Monday, January 16, 2006

"Quelle terrible chose que la guerre!"

now reading: War and Peace by Leo Tolstoy

It makes a person think:

In War and Peace, the troops are battling. Characters we know are getting wounded, and Napoleon has ridden into the scene. Those who sit at home are in agony, awaiting news of their loved one, their beloved Nikolushka or whatever other soldier.

Sometimes it is a strange thing to sit halfway around the world from all that you know.

Today I read:


"Instead of the new life which he had hoped to lead, he was still living the old one, only in different surroundings." --p. 459

I have found it interesting that Napoleon's dramatic entrance into the scene presents him in a pretty good light, and that (spoiler alert!) (if it can count as a spoiler only 1/4 of the way through the book!) the first character we really know and care about who dies doesn't even die in battle.

Or is life the battle, and that's the point?

I'm also aware that I am possibly the only person reading the book -- even the initial slew of people who said they were interested have almost all bailed -- but I like to think a lot of you are reading this blog anyway, just for the hell of it.

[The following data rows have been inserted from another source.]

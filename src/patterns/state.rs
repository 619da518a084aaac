//! State: dad either watches TV or sleeps.
//!
//! Transitions live in one table keyed by (state, action); there are no
//! state objects pointing back at their owner.

use std::fmt;
use std::io::Write;

use tracing::{debug, warn};

use crate::error::{PatternError, Result};

#[derive(Debug, Clone, Copy, PartialEq, Eq)]
pub enum DadState {
    WatchingTv,
    Sleeping,
}

impl DadState {
    pub fn describe(self) -> &'static str {
        match self {
            DadState::WatchingTv => "Dad is watching TV",
            DadState::Sleeping => "Dad is sleeping",
        }
    }

    fn blocker(self) -> &'static str {
        match self {
            DadState::WatchingTv => "dad is watching TV",
            DadState::Sleeping => "dad is sleeping",
        }
    }
}

impl fmt::Display for DadState {
    fn fmt(&self, f: &mut fmt::Formatter<'_>) -> fmt::Result {
        f.write_str(self.describe())
    }
}

#[derive(Debug, Clone, Copy, PartialEq, Eq)]
pub enum Action {
    WakeUp,
    TurnOffTv,
}

impl Action {
    fn verb(self) -> &'static str {
        match self {
            Action::WakeUp => "wake dad up",
            Action::TurnOffTv => "turn off the TV",
        }
    }
}

/// Result of a successful transition.
#[derive(Debug, Clone, Copy, PartialEq, Eq)]
pub struct Transition {
    pub from: DadState,
    pub to: DadState,
    pub narration: &'static [&'static str],
}

/// The whole machine: (state, action) -> next state plus narration.
pub fn transition(state: DadState, action: Action) -> Result<Transition> {
    let (to, narration): (DadState, &'static [&'static str]) = match (state, action) {
        (DadState::WatchingTv, Action::TurnOffTv) => (
            DadState::Sleeping,
            &[
                "We turned off the TV",
                "Dad complained that the TV was turned off and went to sleep",
            ],
        ),
        (DadState::Sleeping, Action::WakeUp) => (
            DadState::WatchingTv,
            &[
                "We woke dad up",
                "Dad complained that he was woken up and went to watch TV",
            ],
        ),
        (state, action) => {
            return Err(PatternError::InvalidStateOperation {
                state: state.blocker(),
                operation: action.verb(),
            })
        }
    };
    Ok(Transition {
        from: state,
        to,
        narration,
    })
}

#[derive(Debug, Clone, PartialEq, Eq)]
pub struct Dad {
    state: DadState,
}

impl Dad {
    pub fn new() -> Self {
        Self::in_state(DadState::WatchingTv)
    }

    pub fn in_state(state: DadState) -> Self {
        Self { state }
    }

    pub fn state(&self) -> DadState {
        self.state
    }

    pub fn describe(&self) -> &'static str {
        self.state.describe()
    }

    pub fn wake_up(&mut self) -> Result<Transition> {
        self.apply(Action::WakeUp)
    }

    pub fn turn_off_tv(&mut self) -> Result<Transition> {
        self.apply(Action::TurnOffTv)
    }

    fn apply(&mut self, action: Action) -> Result<Transition> {
        let step = transition(self.state, action)?;
        debug!(from = ?step.from, to = ?step.to, ?action, "dad changed state");
        self.state = step.to;
        Ok(step)
    }
}

impl Default for Dad {
    fn default() -> Self {
        Self::new()
    }
}

fn report<W: Write>(out: &mut W, outcome: Result<Transition>) -> Result<()> {
    match outcome {
        Ok(step) => {
            for line in step.narration {
                writeln!(out, "{line}")?;
            }
        }
        Err(err) => {
            warn!(%err, "rejected action");
            writeln!(out, "Not possible: {err}")?;
        }
    }
    Ok(())
}

pub fn demo<W: Write>(out: &mut W) -> Result<()> {
    let mut dad = Dad::new();
    writeln!(out, "{}", dad.describe())?;

    report(out, dad.wake_up())?;
    report(out, dad.turn_off_tv())?;
    writeln!(out, "{}", dad.describe())?;

    report(out, dad.wake_up())?;
    writeln!(out, "{}", dad.describe())?;
    Ok(())
}

#[cfg(test)]
mod tests {
    use super::*;

    #[test]
    fn test_wrong_action_leaves_state_unchanged() {
        let mut dad = Dad::new();
        let err = dad.wake_up().unwrap_err();
        assert!(matches!(err, PatternError::InvalidStateOperation { .. }));
        assert_eq!(dad.state(), DadState::WatchingTv);

        let mut dad = Dad::in_state(DadState::Sleeping);
        assert!(dad.turn_off_tv().is_err());
        assert_eq!(dad.state(), DadState::Sleeping);
    }

    #[test]
    fn test_two_cycle() {
        let mut dad = Dad::new();
        for _ in 0..3 {
            let step = dad.turn_off_tv().unwrap();
            assert_eq!(step.to, DadState::Sleeping);
            let step = dad.wake_up().unwrap();
            assert_eq!(step.to, DadState::WatchingTv);
        }
        assert_eq!(dad.state(), DadState::WatchingTv);
    }

    #[test]
    fn test_table_is_closed() {
        let states = [DadState::WatchingTv, DadState::Sleeping];
        let actions = [Action::WakeUp, Action::TurnOffTv];
        let mut valid = 0;
        for state in states {
            for action in actions {
                if let Ok(step) = transition(state, action) {
                    valid += 1;
                    assert_ne!(step.to, state);
                    assert!(states.contains(&step.to));
                }
            }
        }
        assert_eq!(valid, 2);
    }

    #[test]
    fn test_error_message() {
        let err = transition(DadState::Sleeping, Action::TurnOffTv).unwrap_err();
        assert_eq!(err.to_string(), "cannot turn off the TV while dad is sleeping");
    }

    #[test]
    fn test_demo_transcript() {
        let mut out = Vec::new();
        demo(&mut out).unwrap();
        let text = String::from_utf8(out).unwrap();
        let lines: Vec<&str> = text.lines().collect();
        assert_eq!(lines[0], "Dad is watching TV");
        assert_eq!(lines[1], "Not possible: cannot wake dad up while dad is watching TV");
        assert_eq!(lines[4], "Dad is sleeping");
        assert_eq!(lines.last(), Some(&"Dad is watching TV"));
    }
}
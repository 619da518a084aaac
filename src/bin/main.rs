use std::io::{self, Write};
use std::path::PathBuf;
use std::process;

use anyhow::{Context, Result};
use clap::{Parser, Subcommand};
use colored::Colorize;

use pattern_catalog::{catalog, logging, CatalogConfig, DemoKind};

#[derive(Parser)]
#[command(name = "pattern-catalog")]
#[command(about = "Runnable design pattern demonstrations", long_about = None)]
#[command(version)]
struct Cli {
    #[command(subcommand)]
    command: Commands,

    /// Enable debug logging on stderr
    #[arg(short, long, global = true)]
    verbose: bool,

    /// Configuration file path
    #[arg(short, long, global = true)]
    config: Option<PathBuf>,

    /// Disable coloured headings
    #[arg(long, global = true)]
    no_color: bool,
}

#[derive(Subcommand)]
enum Commands {
    /// List every demo in the catalog
    List,

    /// Run one demo by name, or `all` for the configured set
    Run {
        /// Demo name (builder, chain, command, factory, state, strategy, visitor) or `all`
        name: String,
    },
}

fn main() {
    if let Err(err) = run() {
        eprintln!("{} {:#}", "error:".red().bold(), err);
        process::exit(1);
    }
}

fn run() -> Result<()> {
    let cli = Cli::parse();
    logging::init(cli.verbose);

    if cli.no_color || std::env::var_os("NO_COLOR").is_some() {
        colored::control::set_override(false);
    }

    let config = match &cli.config {
        Some(path) => CatalogConfig::load(path)
            .with_context(|| format!("loading config from {}", path.display()))?,
        None => CatalogConfig::default(),
    };

    let stdout = io::stdout();
    let mut out = stdout.lock();

    match cli.command {
        Commands::List => catalog::write_listing(&mut out)?,
        Commands::Run { name } if name.eq_ignore_ascii_case("all") => {
            catalog::run_all(&config, &mut out)?
        }
        Commands::Run { name } => {
            let kind: DemoKind = name.parse()?;
            catalog::write_heading(&mut out, kind)?;
            catalog::run_demo(kind, &config, &mut out)
                .with_context(|| format!("running the {kind} demo"))?;
        }
    }

    out.flush()?;
    Ok(())
}
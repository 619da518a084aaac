pub mod builder;
pub mod chain;
pub mod command;
pub mod factory;
pub mod state;
pub mod strategy;
pub mod visitor;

I hope to be able to post something more insightful soon. It's been a rough couple of weeks. But I have started reading around 30 pages a day. I now take W & P with me to the coffee shop across from work every day on my afternoon break. It's a wonderful ritual.

I must also confess that I took another pause from reading it over the weekend because the universe delivered Bill Bryson's A Walk in the Woods into my hands and it in turn delivered to me some cosmic signs and the synchronicity of it all is unbelievable.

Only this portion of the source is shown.